→ **ABOUT THIS TASK**
Even if a line seems odd, print it as it is, and include every record.

→ **EXCERPTED RECORDS**
+++

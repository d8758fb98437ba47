//! Config validation: range checks with user-friendly messages.

use thiserror::Error;

use crate::schema::NodeBridgeConfig;

/// Timeouts above this hold queries long enough to be noticeable.
const MAX_SENSIBLE_TIMEOUT_MS: u64 = 10_000;

/// Caps above this make a single prefetch batch expensive to transport.
const MAX_SENSIBLE_PREFETCH: usize = 1_000;

/// A config validation error with field path and message.
#[derive(Debug, Error)]
#[error("Config validation error at '{path}': {message}")]
pub struct ConfigValidationError {
    pub path: String,
    pub message: String,
}

/// A collection of validation errors found in one pass.
#[derive(Debug, Default)]
pub struct ValidationReport {
    pub errors: Vec<ConfigValidationError>,
    pub warnings: Vec<ConfigValidationError>,
}

impl ValidationReport {
    pub fn is_valid(&self) -> bool {
        self.errors.is_empty()
    }

    fn error(&mut self, path: impl Into<String>, message: impl Into<String>) {
        self.errors.push(ConfigValidationError {
            path: path.into(),
            message: message.into(),
        });
    }

    fn warn(&mut self, path: impl Into<String>, message: impl Into<String>) {
        self.warnings.push(ConfigValidationError {
            path: path.into(),
            message: message.into(),
        });
    }
}

/// Validate the config and return a report of all errors and warnings.
pub fn validate(config: &NodeBridgeConfig) -> ValidationReport {
    let mut report = ValidationReport::default();
    validate_dispatch(config, &mut report);
    validate_logging(config, &mut report);
    report
}

fn validate_dispatch(config: &NodeBridgeConfig, report: &mut ValidationReport) {
    let Some(dispatch) = &config.dispatch else { return };
    if let Some(ms) = dispatch.preparer_timeout_ms {
        if ms == 0 {
            report.error(
                "dispatch.preparerTimeoutMs",
                "preparerTimeoutMs must be > 0; held queries would never wait for preparers",
            );
        } else if ms > MAX_SENSIBLE_TIMEOUT_MS {
            report.warn(
                "dispatch.preparerTimeoutMs",
                format!("{ms} ms is a long hold-off; a silent preparer delays queries that long"),
            );
        }
    }
    if let Some(cap) = dispatch.max_prefetched_nodes {
        if cap == 0 {
            report.warn("dispatch.maxPrefetchedNodes", "Prefetching is disabled");
        } else if cap > MAX_SENSIBLE_PREFETCH {
            report.warn(
                "dispatch.maxPrefetchedNodes",
                format!("Cap of {cap} nodes per query is unusually large"),
            );
        }
    }
}

fn validate_logging(config: &NodeBridgeConfig, report: &mut ValidationReport) {
    let Some(logging) = &config.logging else { return };
    if let Some(level) = &logging.level {
        if level.trim().is_empty() {
            report.error("logging.level", "Log level cannot be empty");
        }
    }
}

+++

→ **WORKED SOLUTION**
repository d8758fb98437ba47
//! Config validation: range checks with user-friendly messages.

use thiserror::Error;

use crate::schema::NodeBridgeConfig;

/// Timeouts above this hold queries long enough to be noticeable.
const MAX_SENSIBLE_TIMEOUT_MS: u64 = 10_000;

/// Caps above this make a single prefetch batch expensive to transport.
const MAX_SENSIBLE_PREFETCH: usize = 1_000;

/// A config validation error with field path and message.
#[derive(Debug, Error)]
#[error("Config validation error at '{path}': {message}")]
pub struct ConfigValidationError {
    pub path: String,
    pub message: String,
}

/// A collection of validation errors found in one pass.
#[derive(Debug, Default)]
pub struct ValidationReport {
    pub errors: Vec<ConfigValidationError>,
    pub warnings: Vec<ConfigValidationError>,
}

impl ValidationReport {
    pub fn is_valid(&self) -> bool {
        self.errors.is_empty()
    }

    fn error(&mut self, path: impl Into<String>, message: impl Into<String>) {
        self.errors.push(ConfigValidationError {
            path: path.into(),
            message: message.into(),
        });
    }

    fn warn(&mut self, path: impl Into<String>, message: impl Into<String>) {
        self.warnings.push(ConfigValidationError {
            path: path.into(),
            message: message.into(),
        });
    }
}

/// Validate the config and return a report of all errors and warnings.
pub fn validate(config: &NodeBridgeConfig) -> ValidationReport {
    let mut report = ValidationReport::default();
    validate_dispatch(config, &mut report);
    validate_logging(config, &mut report);
    report
}

fn validate_dispatch(config: &NodeBridgeConfig, report: &mut ValidationReport) {
    let Some(dispatch) = &config.dispatch else { return };
    if let Some(ms) = dispatch.preparer_timeout_ms {
        if ms == 0 {
            report.error(
                "dispatch.preparerTimeoutMs",
                "preparerTimeoutMs must be > 0; held queries would never wait for preparers",
            );
        } else if ms > MAX_SENSIBLE_TIMEOUT_MS {
            report.warn(
                "dispatch.preparerTimeoutMs",
                format!("{ms} ms is a long hold-off; a silent preparer delays queries that long"),
            );
        }
    }
    if let Some(cap) = dispatch.max_prefetched_nodes {
        if cap == 0 {
            report.warn("dispatch.maxPrefetchedNodes", "Prefetching is disabled");
        } else if cap > MAX_SENSIBLE_PREFETCH {
            report.warn(
                "dispatch.maxPrefetchedNodes",
                format!("Cap of {cap} nodes per query is unusually large"),
            );
        }
    }
}

fn validate_logging(config: &NodeBridgeConfig, report: &mut ValidationReport) {
    let Some(logging) = &config.logging else { return };
    if let Some(level) = &logging.level {
        if level.trim().is_empty() {
            report.error("logging.level", "Log level cannot be empty");
        }
    }
}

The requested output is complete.